Earned media is one of the best ways for a PR professional to prove to brands that the work they do is invaluable. It is one thing to know what these metrics mean but it is another to understand the narrative value that it carries.

Being able to understand the value behind earned media allows your brand to have more than one channel to connect to consumers. You can engage with a product or service but earned media allows you to build stronger relationships with the community and reach them on a deeper level.

Measuring earned media also allows a brand to predict what the future might hold which will encourage new opportunities and allow a brand to see whether there is a chance for any PR crisis.

So, let’s dive right in:

1. Mentions that matter

If you want your brand to stay abreast of mentions that matter, it is essential to make use of a media monitoring tool. This allows you to pick up on important mentions of your brand within social and editorial media.

By knowing where and when your brand is mentioned, you will be able to respond appropriately in times of a crisis as you will know exactly when something negative has been said.

PR professionals that make use of media monitoring tools are able to prove to their clients whether they’ve received positive mentions in the media, essentially proving their worth. These mentions include press conferences, events or even press releases that the agency has worked on.
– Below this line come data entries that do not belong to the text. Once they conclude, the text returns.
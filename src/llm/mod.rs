//! Language model capability used by conversational search.
//!
//! Providers only implement [`CompletionClient`] (prompt in, text out). [`PromptedLanguageModel`]
//! renders the keyword and summary prompts on top of any completion client and is what the
//! pipeline consumes through [`LanguageModel`].

mod ollama;
mod openai;
pub mod prompts;

pub use ollama::OllamaCompletion;
pub use openai::OpenAiCompletion;

use crate::config::{Config, LlmProvider};
use async_trait::async_trait;
use serde_json::Value;
use std::sync::Arc;
use thiserror::Error;

/// Errors surfaced by completion providers.
#[derive(Debug, Error)]
pub enum LlmClientError {
    /// Provider could not be reached or constructed.
    #[error("Language model provider unavailable: {0}")]
    ProviderUnavailable(String),
    /// Provider returned an error response.
    #[error("Failed to generate completion: {0}")]
    GenerationFailed(String),
    /// Provider response could not be parsed.
    #[error("Malformed provider response: {0}")]
    InvalidResponse(String),
}

/// Failures of the two language model operations.
#[derive(Debug, Error)]
pub enum LanguageModelError {
    /// Keyword extraction failed.
    #[error("Keyword extraction failed")]
    KeywordExtraction(#[source] LlmClientError),
    /// Summarization failed.
    #[error("Summarization failed")]
    Summarization(#[source] LlmClientError),
}

/// Raw text completion provider.
#[async_trait]
pub trait CompletionClient: Send + Sync {
    /// Generate a completion for `prompt`.
    async fn complete(&self, prompt: String) -> Result<String, LlmClientError>;
}

/// Operations the query orchestrator needs from a language model.
#[async_trait]
pub trait LanguageModel: Send + Sync {
    /// Reduce `query` to a comma-separated, punctuation-free list of entities and topics.
    async fn extract_keywords(&self, query: &str) -> Result<String, LanguageModelError>;

    /// Answer `query` using only `hits` as context.
    async fn summarize(&self, query: &str, hits: &[Value]) -> Result<String, LanguageModelError>;
}

/// [`LanguageModel`] built from a completion client and the prompt templates in [`prompts`].
pub struct PromptedLanguageModel<C> {
    client: C,
}

impl<C: CompletionClient> PromptedLanguageModel<C> {
    /// Wrap `client`.
    pub const fn new(client: C) -> Self {
        Self { client }
    }
}

#[async_trait]
impl<C: CompletionClient> LanguageModel for PromptedLanguageModel<C> {
    async fn extract_keywords(&self, query: &str) -> Result<String, LanguageModelError> {
        let raw = self
            .client
            .complete(prompts::keyword_prompt(query))
            .await
            .map_err(LanguageModelError::KeywordExtraction)?;
        let keywords = prompts::clean_keywords(&raw);
        if keywords.is_empty() {
            return Err(LanguageModelError::KeywordExtraction(
                LlmClientError::InvalidResponse("model returned no keywords".into()),
            ));
        }
        Ok(keywords)
    }

    async fn summarize(&self, query: &str, hits: &[Value]) -> Result<String, LanguageModelError> {
        self.client
            .complete(prompts::summary_prompt(query, hits))
            .await
            .map_err(LanguageModelError::Summarization)
    }
}

/// Build the language model selected by configuration.
pub fn build_language_model(config: &Config) -> Result<Arc<dyn LanguageModel>, LlmClientError> {
    tracing::debug!(
        provider = ?config.llm_provider,
        model = %config.llm_model,
        "Building language model client"
    );
    let model: Arc<dyn LanguageModel> = match config.llm_provider {
        LlmProvider::Ollama => Arc::new(PromptedLanguageModel::new(OllamaCompletion::new(
            &config.ollama_url,
            &config.llm_model,
            config.request_timeout,
        )?)),
        LlmProvider::OpenAI => Arc::new(PromptedLanguageModel::new(OpenAiCompletion::new(
            config.openai_api_key.as_deref().unwrap_or_default(),
            &config.openai_base_url,
            &config.llm_model,
            config.request_timeout,
        )?)),
    };
    Ok(model)
}

#[cfg(test)]
mod tests {
    use super::*;
    use std::sync::Mutex;

    struct ScriptedClient {
        reply: Result<String, String>,
        prompts: Mutex<Vec<String>>,
    }

    impl ScriptedClient {
        fn replying(reply: &str) -> Self {
            Self {
                reply: Ok(reply.to_string()),
                prompts: Mutex::new(Vec::new()),
            }
        }

        fn failing() -> Self {
            Self {
                reply: Err("offline".to_string()),
                prompts: Mutex::new(Vec::new()),
            }
        }
    }

    #[async_trait]
    impl CompletionClient for ScriptedClient {
        async fn complete(&self, prompt: String) -> Result<String, LlmClientError> {
            self.prompts.lock().unwrap().push(prompt);
            self.reply
                .clone()
                .map_err(LlmClientError::ProviderUnavailable)
        }
    }

    #[tokio::test]
    async fn keywords_are_cleaned() {
        let model = PromptedLanguageModel::new(ScriptedClient::replying("AI, technology."));
        let keywords = model.extract_keywords("What is AI?").await.expect("keywords");
        assert_eq!(keywords, "AI, technology");

        let prompts = model.client.prompts.lock().unwrap();
        assert!(prompts[0].contains("Query: What is AI?"));
    }

    #[tokio::test]
    async fn blank_keyword_reply_is_an_extraction_error() {
        let model = PromptedLanguageModel::new(ScriptedClient::replying("..."));
        let error = model.extract_keywords("?").await.unwrap_err();
        assert!(matches!(error, LanguageModelError::KeywordExtraction(_)));
    }

    #[tokio::test]
    async fn summarize_failure_is_tagged() {
        let model = PromptedLanguageModel::new(ScriptedClient::failing());
        let error = model.summarize("q", &[]).await.unwrap_err();
        assert!(matches!(
            error,
            LanguageModelError::Summarization(LlmClientError::ProviderUnavailable(_))
        ));
    }
}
This is a great way to indicate the importance and effectiveness of making use of your PR agency, as you can show your clients the value you have added to their brand through the tools such as a media monitoring service.

2. Accurate share of voice

PR pros need to know the share of voice (SOV) that their client has in this sector to be able to compare their strategies with competitors. This allows them to make their own concepts and plans even stronger as they’ll be able to pinpoint their weaknesses and strengths.

For example, if your client’s brand is a thought leader within your industry and is mentioned in a lot of conversations in the media, then you will understand where to keep the focus and continue improving on the brand’s conversations.

If you see that they are not part of the majority conversation or if people are talking negatively about the brand, then you are able to prove that with the metrics and work on a plan to better it for the future.

3. Key messages in all content

If your client’s brand is mentioned in the media, it is important to note whether the brand’s key message is actually in that content. You need to sit with your client and identify what their main message is as well as how they want to portray the brand to their consumers. This then needs to be seen and proven in the earned media.

By measuring your key message’s metrics, both parties will be able to see if the promotional work and press releases were understood the way in which it was intended.

If these messages are missed in the media coverage, these metrics will be able to inform the PR pro, which will allow for them to pay closer attention to the way they go about ‘selling’ your brand to the media.